• Exercise
Search the data for the string "true" and extract every line where it appears.

• Records provided

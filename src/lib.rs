//! # meterbridge - Real-time Audio Metering
//!
//! Turns a stream of interleaved PCM chunks into one immutable metrics
//! snapshot per chunk: levels, true peak, stereo image, spectrum and
//! EBU R128 loudness.
//!
//! ## Architecture
//!
//! meterbridge is an umbrella crate that coordinates:
//! - **meterbridge-core** - Session state, chunk pipeline, snapshot delivery, PCM ingestion, capture
//! - **meterbridge-analysis** - Stereo statistics, true peak, spectrum, loudness, oscilloscope rings
//! - **meterbridge-dsp** - Biquads and K-weighting, peak-hold ballistics, DC estimation
//!
//! ## Quick Start
//!
//! ```
//! use meterbridge::prelude::*;
//!
//! let engine = MeterEngine::builder()
//!     .fft_size(2048)
//!     .build()?;
//!
//! engine.on_snapshot(|snapshot| {
//!     let _ = (snapshot.left.rms_db, snapshot.loudness.momentary_lufs);
//! });
//!
//! // Stereo, 48 kHz, 480 frames of silence.
//! let snapshot = engine.push_audio(&[0.0; 960], 480, 48000, 2)?;
//! assert!(snapshot.is_some_and(|s| s.is_silent));
//! # Ok::<(), meterbridge::Error>(())
//! ```
//!
//! ## Feature Flags
//!
//! - `default` - Push-based metering engine
//! - `capture` - Live input and loopback capture via CPAL
//! - `serialization` - serde derives on snapshot types

mod error;
pub use error::{Error, Result};

/// Re-export of meterbridge-core for direct access
pub use meterbridge_core as core;

/// Re-export of meterbridge-analysis for offline analysis
pub use meterbridge_analysis as analysis;

/// Re-export of meterbridge-dsp
pub use meterbridge_dsp as dsp;

// Core types
pub use meterbridge_core::{
    AtomicAmplitude,
    AtomicFlag,

    // Lock-free primitives
    AtomicFloat,

    // Snapshots
    AudioMetricsSnapshot,
    BasicLevels,
    ChannelMetrics,
    LoudnessMetrics,
    LoudnessReading,

    // Configuration
    MeterConfig,
    MeteringHandle,

    // Metering
    MeteringManager,
    MeteringSession,

    // Ingestion
    SampleFormat,
    SnapshotCallback,
    SpectrumMetrics,
};

// Offline helpers
pub use meterbridge_analysis::{analyze_loudness, analyze_stereo, LoudnessResult, StereoAnalysis};

#[cfg(feature = "capture")]
pub use meterbridge_core::{list_capture_devices, CaptureConfig, CaptureStream};

mod builder;
mod engine;

pub use builder::MeterEngineBuilder;
pub use engine::MeterEngine;

/// Convenience prelude for common imports
pub mod prelude {
    // Main engine
    pub use crate::{MeterEngine, MeterEngineBuilder};

    // Errors
    pub use crate::{Error, Result};

    // Snapshots
    pub use crate::{AudioMetricsSnapshot, BasicLevels, ChannelMetrics, LoudnessMetrics};

    // Configuration and ingestion
    pub use crate::{MeterConfig, SampleFormat};

    // Capture
    #[cfg(feature = "capture")]
    pub use crate::{CaptureConfig, CaptureStream};
}
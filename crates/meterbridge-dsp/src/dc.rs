//! DC offset tracking.

/// One-pole exponential moving average of the raw signal.
///
/// `alpha = 1 - exp(-1 / (tau * sample_rate))`, so the estimate settles to
/// ~63 % of a step after `tau` seconds.
#[derive(Debug, Clone)]
pub struct DcEstimator {
    alpha: f64,
    value: f64,
}

impl DcEstimator {
    pub fn new(time_constant_secs: f64, sample_rate: f64) -> Self {
        let samples = time_constant_secs * sample_rate;
        let alpha = if samples > 0.0 {
            1.0 - (-1.0 / samples).exp()
        } else {
            1.0
        };
        Self { alpha, value: 0.0 }
    }

    #[inline]
    pub fn push(&mut self, x: f64) {
        self.value += self.alpha * (x - self.value);
    }

    #[inline]
    pub fn value(&self) -> f64 {
        self.value
    }

    pub fn alpha(&self) -> f64 {
        self.alpha
    }

    pub fn reset(&mut self) {
        self.value = 0.0;
    }
}
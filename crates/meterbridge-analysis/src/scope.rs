//! Decimated oscilloscope ring buffer.

/// Default ring length in samples.
pub const DEFAULT_SCOPE_LENGTH: usize = 1024;

/// Default decimation: keep every 4th frame.
pub const DEFAULT_SCOPE_DECIMATION: usize = 4;

/// Fixed-length ring that keeps every `decimation`-th sample.
///
/// The decimation counter persists across pushes, so chunk boundaries do not
/// shift which samples are kept.
#[derive(Debug, Clone)]
pub struct ScopeRing {
    buffer: Vec<f32>,
    write_pos: usize,
    filled: usize,
    decimation: usize,
    counter: usize,
}

impl Default for ScopeRing {
    fn default() -> Self {
        Self::new(DEFAULT_SCOPE_LENGTH, DEFAULT_SCOPE_DECIMATION)
    }
}

impl ScopeRing {
    /// Zero lengths and decimations are raised to 1.
    pub fn new(length: usize, decimation: usize) -> Self {
        Self {
            buffer: vec![0.0; length.max(1)],
            write_pos: 0,
            filled: 0,
            decimation: decimation.max(1),
            counter: 0,
        }
    }

    /// Offer one sample; it is stored only on decimation boundaries.
    #[inline]
    pub fn push(&mut self, sample: f32) {
        let keep = self.counter == 0;
        self.counter += 1;
        if self.counter >= self.decimation {
            self.counter = 0;
        }
        if !keep {
            return;
        }

        self.buffer[self.write_pos] = sample;
        self.write_pos = (self.write_pos + 1) % self.buffer.len();
        if self.filled < self.buffer.len() {
            self.filled += 1;
        }
    }

    /// Ring contents, most recent first. Always `len()` long; slots not yet
    /// written read as 0.
    pub fn snapshot(&self) -> Vec<f32> {
        let len = self.buffer.len();
        (1..=len)
            .map(|back| self.buffer[(self.write_pos + len - back) % len])
            .collect()
    }

    pub fn len(&self) -> usize {
        self.buffer.len()
    }

    pub fn is_empty(&self) -> bool {
        self.filled == 0
    }

    /// Number of slots written so far, capped at the ring length.
    pub fn filled(&self) -> usize {
        self.filled
    }

    pub fn decimation(&self) -> usize {
        self.decimation
    }

    pub fn reset(&mut self) {
        self.buffer.fill(0.0);
        self.write_pos = 0;
        self.filled = 0;
        self.counter = 0;
    }
}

• Result of the exercise
//! snapshot per chunk: levels, true peak, stereo image, spectrum and
//! - **meterbridge-analysis** - Stereo statistics, true peak, spectrum, loudness, oscilloscope rings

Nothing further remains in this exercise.